(Task input)
◆ ◆ ◆

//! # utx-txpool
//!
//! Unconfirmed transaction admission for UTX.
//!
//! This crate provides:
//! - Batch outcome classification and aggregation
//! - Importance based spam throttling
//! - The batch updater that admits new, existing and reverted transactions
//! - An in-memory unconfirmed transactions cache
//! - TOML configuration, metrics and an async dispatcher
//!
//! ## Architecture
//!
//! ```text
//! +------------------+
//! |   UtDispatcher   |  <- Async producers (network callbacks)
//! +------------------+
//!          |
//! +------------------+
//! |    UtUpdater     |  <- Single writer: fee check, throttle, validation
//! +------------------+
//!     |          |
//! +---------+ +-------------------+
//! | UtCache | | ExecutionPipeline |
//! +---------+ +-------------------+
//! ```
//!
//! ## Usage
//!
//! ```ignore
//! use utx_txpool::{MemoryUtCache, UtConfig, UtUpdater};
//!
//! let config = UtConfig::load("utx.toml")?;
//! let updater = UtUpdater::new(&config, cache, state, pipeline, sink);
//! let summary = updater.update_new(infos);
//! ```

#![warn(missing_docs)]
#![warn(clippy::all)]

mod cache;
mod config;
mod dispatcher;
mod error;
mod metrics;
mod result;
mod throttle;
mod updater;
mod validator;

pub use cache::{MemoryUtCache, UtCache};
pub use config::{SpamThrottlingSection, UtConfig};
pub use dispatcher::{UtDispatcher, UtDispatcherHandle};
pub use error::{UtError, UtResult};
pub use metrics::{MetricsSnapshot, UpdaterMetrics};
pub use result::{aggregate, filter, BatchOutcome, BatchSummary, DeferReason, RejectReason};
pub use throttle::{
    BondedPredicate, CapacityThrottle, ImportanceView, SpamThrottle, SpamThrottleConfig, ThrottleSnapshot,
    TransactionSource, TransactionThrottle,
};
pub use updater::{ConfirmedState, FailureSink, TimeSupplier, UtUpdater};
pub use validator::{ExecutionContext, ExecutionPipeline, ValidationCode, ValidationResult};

◆ ◆ ◆

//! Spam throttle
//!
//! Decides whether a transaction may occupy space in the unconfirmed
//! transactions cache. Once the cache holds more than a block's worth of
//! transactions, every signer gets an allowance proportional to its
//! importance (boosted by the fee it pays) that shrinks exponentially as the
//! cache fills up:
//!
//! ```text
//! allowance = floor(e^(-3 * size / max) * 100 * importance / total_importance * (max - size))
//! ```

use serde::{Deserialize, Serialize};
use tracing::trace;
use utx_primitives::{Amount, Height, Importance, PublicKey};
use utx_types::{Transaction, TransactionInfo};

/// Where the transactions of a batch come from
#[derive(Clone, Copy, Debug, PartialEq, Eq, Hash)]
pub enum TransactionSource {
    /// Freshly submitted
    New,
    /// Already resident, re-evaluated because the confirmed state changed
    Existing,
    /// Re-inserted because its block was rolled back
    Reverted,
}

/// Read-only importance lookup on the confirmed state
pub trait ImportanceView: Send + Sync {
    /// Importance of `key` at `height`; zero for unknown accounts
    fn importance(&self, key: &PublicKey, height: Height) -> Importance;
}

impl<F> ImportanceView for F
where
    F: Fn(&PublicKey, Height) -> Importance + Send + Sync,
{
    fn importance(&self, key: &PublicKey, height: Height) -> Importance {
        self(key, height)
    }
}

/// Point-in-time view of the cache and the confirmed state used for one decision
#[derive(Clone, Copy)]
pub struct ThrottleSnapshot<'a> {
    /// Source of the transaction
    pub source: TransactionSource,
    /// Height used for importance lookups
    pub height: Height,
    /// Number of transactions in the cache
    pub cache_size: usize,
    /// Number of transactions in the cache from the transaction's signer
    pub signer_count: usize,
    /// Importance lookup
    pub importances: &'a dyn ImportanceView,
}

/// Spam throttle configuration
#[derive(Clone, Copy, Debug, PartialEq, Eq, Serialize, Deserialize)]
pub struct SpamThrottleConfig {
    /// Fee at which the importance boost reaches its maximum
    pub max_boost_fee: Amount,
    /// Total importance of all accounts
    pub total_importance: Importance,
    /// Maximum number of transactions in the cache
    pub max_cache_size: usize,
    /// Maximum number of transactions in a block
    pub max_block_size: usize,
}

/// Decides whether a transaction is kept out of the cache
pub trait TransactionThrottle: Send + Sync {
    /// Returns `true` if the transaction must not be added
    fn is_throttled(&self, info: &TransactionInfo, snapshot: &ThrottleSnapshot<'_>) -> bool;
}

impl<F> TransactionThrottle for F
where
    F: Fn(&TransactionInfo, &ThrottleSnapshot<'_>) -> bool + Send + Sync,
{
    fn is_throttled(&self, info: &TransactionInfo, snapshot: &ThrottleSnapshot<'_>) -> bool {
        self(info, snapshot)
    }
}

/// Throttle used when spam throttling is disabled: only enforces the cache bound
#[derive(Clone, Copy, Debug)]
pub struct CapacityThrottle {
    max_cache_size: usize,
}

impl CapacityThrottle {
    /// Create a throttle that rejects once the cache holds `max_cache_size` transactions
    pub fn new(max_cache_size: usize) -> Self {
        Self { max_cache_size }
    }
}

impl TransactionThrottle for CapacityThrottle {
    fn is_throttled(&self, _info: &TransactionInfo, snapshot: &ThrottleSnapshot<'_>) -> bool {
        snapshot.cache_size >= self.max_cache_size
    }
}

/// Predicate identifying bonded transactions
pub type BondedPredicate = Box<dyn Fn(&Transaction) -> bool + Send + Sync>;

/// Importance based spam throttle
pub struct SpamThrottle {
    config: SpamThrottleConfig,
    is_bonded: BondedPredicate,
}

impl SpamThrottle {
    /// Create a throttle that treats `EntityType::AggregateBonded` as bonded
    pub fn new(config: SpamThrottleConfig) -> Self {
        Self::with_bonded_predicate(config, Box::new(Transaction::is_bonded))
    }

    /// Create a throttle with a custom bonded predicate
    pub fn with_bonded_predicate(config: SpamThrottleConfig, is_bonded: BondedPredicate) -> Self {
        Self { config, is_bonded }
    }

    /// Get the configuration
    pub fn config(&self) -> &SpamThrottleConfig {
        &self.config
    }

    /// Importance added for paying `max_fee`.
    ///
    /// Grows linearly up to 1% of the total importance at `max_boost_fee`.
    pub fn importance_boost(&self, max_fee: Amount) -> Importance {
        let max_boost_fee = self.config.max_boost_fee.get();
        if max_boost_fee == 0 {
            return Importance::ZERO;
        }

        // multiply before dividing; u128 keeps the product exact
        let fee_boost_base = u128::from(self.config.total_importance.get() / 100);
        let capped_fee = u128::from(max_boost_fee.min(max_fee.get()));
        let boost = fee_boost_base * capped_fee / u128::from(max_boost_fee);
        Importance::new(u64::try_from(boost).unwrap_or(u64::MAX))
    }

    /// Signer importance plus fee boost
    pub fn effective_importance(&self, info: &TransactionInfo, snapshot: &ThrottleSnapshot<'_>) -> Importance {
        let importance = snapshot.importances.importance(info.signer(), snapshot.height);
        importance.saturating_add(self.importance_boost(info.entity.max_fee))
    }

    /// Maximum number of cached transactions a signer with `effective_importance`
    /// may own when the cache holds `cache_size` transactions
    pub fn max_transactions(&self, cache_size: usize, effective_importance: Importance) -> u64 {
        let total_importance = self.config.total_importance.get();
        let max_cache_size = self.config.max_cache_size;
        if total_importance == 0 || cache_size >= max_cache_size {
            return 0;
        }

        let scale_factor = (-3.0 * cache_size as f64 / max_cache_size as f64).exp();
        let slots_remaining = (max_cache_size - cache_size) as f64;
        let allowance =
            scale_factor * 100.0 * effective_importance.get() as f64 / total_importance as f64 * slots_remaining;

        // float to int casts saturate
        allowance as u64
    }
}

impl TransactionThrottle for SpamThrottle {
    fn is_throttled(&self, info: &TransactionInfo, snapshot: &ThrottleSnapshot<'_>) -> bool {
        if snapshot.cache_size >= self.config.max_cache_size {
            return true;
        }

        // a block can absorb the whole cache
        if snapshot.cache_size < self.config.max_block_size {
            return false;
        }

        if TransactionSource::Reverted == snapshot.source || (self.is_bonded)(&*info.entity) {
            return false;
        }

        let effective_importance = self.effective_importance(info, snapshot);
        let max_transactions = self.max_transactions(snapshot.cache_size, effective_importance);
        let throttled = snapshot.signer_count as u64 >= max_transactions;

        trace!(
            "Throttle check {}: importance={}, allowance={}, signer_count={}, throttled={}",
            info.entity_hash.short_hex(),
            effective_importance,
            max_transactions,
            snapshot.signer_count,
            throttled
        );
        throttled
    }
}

◆ ◆ ◆

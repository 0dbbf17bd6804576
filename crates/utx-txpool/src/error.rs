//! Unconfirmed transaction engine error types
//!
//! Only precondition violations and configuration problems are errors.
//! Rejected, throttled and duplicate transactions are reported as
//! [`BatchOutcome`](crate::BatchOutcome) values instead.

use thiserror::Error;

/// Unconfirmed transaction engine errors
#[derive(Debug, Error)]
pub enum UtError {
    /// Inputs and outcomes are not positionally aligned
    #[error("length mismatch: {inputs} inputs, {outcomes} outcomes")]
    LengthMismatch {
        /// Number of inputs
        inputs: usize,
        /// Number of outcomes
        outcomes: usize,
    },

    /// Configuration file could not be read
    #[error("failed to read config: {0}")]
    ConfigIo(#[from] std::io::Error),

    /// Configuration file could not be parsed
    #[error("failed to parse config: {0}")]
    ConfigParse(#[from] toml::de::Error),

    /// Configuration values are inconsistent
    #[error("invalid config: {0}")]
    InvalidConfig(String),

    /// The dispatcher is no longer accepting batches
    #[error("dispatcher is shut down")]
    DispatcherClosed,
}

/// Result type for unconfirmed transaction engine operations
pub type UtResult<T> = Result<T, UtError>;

◆ ◆ ◆

(Action item) Could you repeat exactly the lines above from the line with "not be parsed" up to and including the line with "pub type UtResult<T> = Result<T, UtError>;", and only those?

(Expected answer)
    /// Configuration file could not be parsed
    #[error("failed to parse config: {0}")]
    ConfigParse(#[from] toml::de::Error),

    /// Configuration values are inconsistent
    #[error("invalid config: {0}")]
    InvalidConfig(String),

    /// The dispatcher is no longer accepting batches
    #[error("dispatcher is shut down")]
    DispatcherClosed,
}

/// Result type for unconfirmed transaction engine operations
pub type UtResult<T> = Result<T, UtError>;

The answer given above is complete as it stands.